◆ WHAT TO PRODUCE: Take every line in the entries that includes the word "RoomResponse" and copy it.

◆ DATA FOR REVIEW:
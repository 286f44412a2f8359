use axum::{extract::State, http::StatusCode, Extension, Json};
use std::sync::{Mutex, OnceLock};
use sysinfo::System;
use tracing::info;

use crate::auth::auth::{self, AuthUser};
use crate::models::{DiagnosticsResponse, ErrorResponse};
use crate::AppState;

static SYSTEM_MONITOR: OnceLock<Mutex<System>> = OnceLock::new();

/// Runtime diagnostics: live-channel counters plus system stats
pub async fn diagnostics(
    State(state): State<AppState>,
    Extension(user): Extension<AuthUser>,
) -> Result<(StatusCode, Json<DiagnosticsResponse>), (StatusCode, Json<ErrorResponse>)> {
    auth::ensure_admin(&user)?;

    let hub_stats = state.hub.stats().await;
    let n_cached_profiles = crate::services::profile_service::cached_display_names() as u32;

    // System stats
    let (cpu_usage, memory_alloc, memory_free, memory_total) = {
        let sys_lock = SYSTEM_MONITOR.get_or_init(|| Mutex::new(System::new_all()));
        match sys_lock.lock() {
            Ok(mut sys) => {
                sys.refresh_cpu();
                sys.refresh_memory();
                (
                    sys.global_cpu_info().cpu_usage(),
                    sys.used_memory(),
                    sys.free_memory(),
                    sys.total_memory(),
                )
            }
            Err(_) => (0.0, 0, 0, 0),
        }
    };

    info!(
        "Diagnostics: CPU: {:.2}%, Mem: {}/{} MB (Free: {} MB), Conn: {}, Rooms: {}",
        cpu_usage,
        memory_alloc / 1024 / 1024,
        memory_total / 1024 / 1024,
        memory_free / 1024 / 1024,
        hub_stats.connections,
        hub_stats.rooms
    );

    Ok((
        StatusCode::OK,
        Json(DiagnosticsResponse {
            n_conn: hub_stats.connections,
            n_rooms: hub_stats.rooms,
            n_pending_signals: hub_stats.pending_signals,
            n_cached_profiles,
            cpu_usage,
            memory_alloc,
            memory_total,
            memory_free,
        }),
    ))
}
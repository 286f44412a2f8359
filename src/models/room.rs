use chrono::{DateTime, Utc};
use serde::{Deserialize, Serialize};
use utoipa::ToSchema;
use uuid::Uuid;

/// Request to create a collaboration room
#[derive(Debug, Serialize, Deserialize, ToSchema)]
pub struct CreateRoomRequest {
    pub room_name: String,
    #[serde(default = "default_room_language")]
    pub language: String,
    #[serde(default)]
    pub is_private: bool,
    pub password: Option<String>,
}

fn default_room_language() -> String {
    "javascript".to_string()
}

/// Room metadata as returned by the API. Never carries the password hash.
#[derive(Debug, Clone, Serialize, Deserialize, ToSchema)]
pub struct RoomResponse {
    pub room_id: String,
    pub room_name: String,
    pub language: String,
    pub is_private: bool,
    pub is_active: bool,
    pub created_by: String,
    pub created_date: DateTime<Utc>,
    /// STUN servers the client should use for media negotiation
    pub ice_servers: Vec<String>,
}

/// Response for the room listing
#[derive(Debug, Serialize, Deserialize, ToSchema)]
pub struct RoomListResponse {
    pub rooms: Vec<RoomResponse>,
}

/// Request to join a room
#[derive(Debug, Default, Serialize, Deserialize, ToSchema)]
pub struct JoinRoomRequest {
    pub password: Option<String>,
}

/// Request to add a member to a room
#[derive(Debug, Serialize, Deserialize, ToSchema)]
pub struct AddMemberRequest {
    pub user_id: String,
}

/// Request to update room privacy settings
#[derive(Debug, Serialize, Deserialize, ToSchema)]
pub struct RoomSettingsRequest {
    pub is_private: bool,
    pub password: Option<String>,
}

/// A membership row
#[derive(Debug, Clone, Serialize, Deserialize, ToSchema)]
pub struct MemberEntry {
    pub user_id: String,
    /// "owner" or "member"
    pub role: String,
    pub joined_at: DateTime<Utc>,
}

/// A saved content snapshot of a room
#[derive(Debug, Serialize, Deserialize, ToSchema)]
pub struct VersionEntry {
    pub id: Uuid,
    pub content: String,
    pub saved_by: String,
    pub created_date: DateTime<Utc>,
}

/// Response for the version history listing, newest first
#[derive(Debug, Serialize, Deserialize, ToSchema)]
pub struct VersionListResponse {
    pub versions: Vec<VersionEntry>,
}
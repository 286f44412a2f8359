use async_trait::async_trait;
use std::collections::{HashMap, HashSet};
use std::sync::Arc;
use tracing::{info, warn};
use uuid::Uuid;

use super::signal::{CandidateInit, SignalEnvelope, SignalPayload};
use super::RtcError;

/// Mirror of the platform signaling states a connection walks through
/// during negotiation. `Closed` is terminal.
#[derive(Debug, Clone, Copy, PartialEq, Eq)]
pub enum SignalingState {
    Stable,
    HaveLocalOffer,
    HaveRemoteOffer,
    Closed,
}

/// Connectivity of the underlying media link, as reported by the platform
#[derive(Debug, Clone, Copy, PartialEq, Eq)]
pub enum LinkState {
    Connected,
    Disconnected,
    Failed,
    Closed,
}

/// One bidirectional media connection to a remote participant.
///
/// Implementations wrap the platform peer-connection object; the engine
/// only drives the negotiation sequence through this seam.
#[async_trait]
pub trait MediaSession: Send {
    async fn create_offer(&mut self) -> Result<String, RtcError>;
    async fn create_answer(&mut self) -> Result<String, RtcError>;
    async fn set_local_description(&mut self, sdp: &str) -> Result<(), RtcError>;
    async fn set_remote_description(&mut self, sdp: &str) -> Result<(), RtcError>;
    async fn add_ice_candidate(&mut self, candidate: &CandidateInit) -> Result<(), RtcError>;
    /// Attach the local microphone track to this connection
    async fn attach_local_tracks(&mut self) -> Result<(), RtcError>;
    /// Enable or disable the outgoing audio track
    async fn set_outgoing_enabled(&mut self, enabled: bool);
    /// Close the connection and detach any remote audio sink
    async fn close(&mut self);
}

/// Factory for media sessions, one per remote participant
pub trait MediaBackend: Send + Sync {
    fn open_session(&self, remote: &str) -> Box<dyn MediaSession>;
}

/// Outbound half of the signaling channel: send-and-forget writes plus
/// the delete-after-consume ack.
#[async_trait]
pub trait SignalOutbox: Send + Sync {
    async fn send(&self, to: &str, payload: SignalPayload) -> Result<(), RtcError>;
    async fn ack(&self, id: Uuid) -> Result<(), RtcError>;
}

/// What processing one signaling message did beyond signaling itself
#[derive(Debug, Default, Clone, Copy)]
pub struct HandleOutcome {
    /// An incoming offer pulled this side into the call: local media was
    /// acquired before answering
    pub media_started: bool,
}

struct PeerLink {
    session: Box<dyn MediaSession>,
    state: SignalingState,
    remote_description_set: bool,
    /// Candidates that arrived before the remote description, with the
    /// mailbox id of each so it can be deleted once applied
    candidate_queue: Vec<(CandidateInit, Uuid)>,
}

/// Owns one media connection per remote participant and drives the
/// negotiation state machine.
///
/// Glare is resolved by state-check discard only: when both sides offer
/// at once, each drops the other's offer and one side's re-initiate
/// (via presence) eventually wins. There is no polite-peer tie-break.
pub struct PeerManager {
    identity: String,
    backend: Arc<dyn MediaBackend>,
    outbox: Arc<dyn SignalOutbox>,
    links: HashMap<String, PeerLink>,
    /// Remotes this side has sent an offer to and not torn down since
    initiated: HashSet<String>,
    /// Remotes with a connected media link, for display
    active: HashSet<String>,
    volumes: HashMap<String, f32>,
    local_audio: bool,
}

◆ YOUR RESPONSE:
pub struct RoomResponse {
    pub rooms: Vec<RoomResponse>,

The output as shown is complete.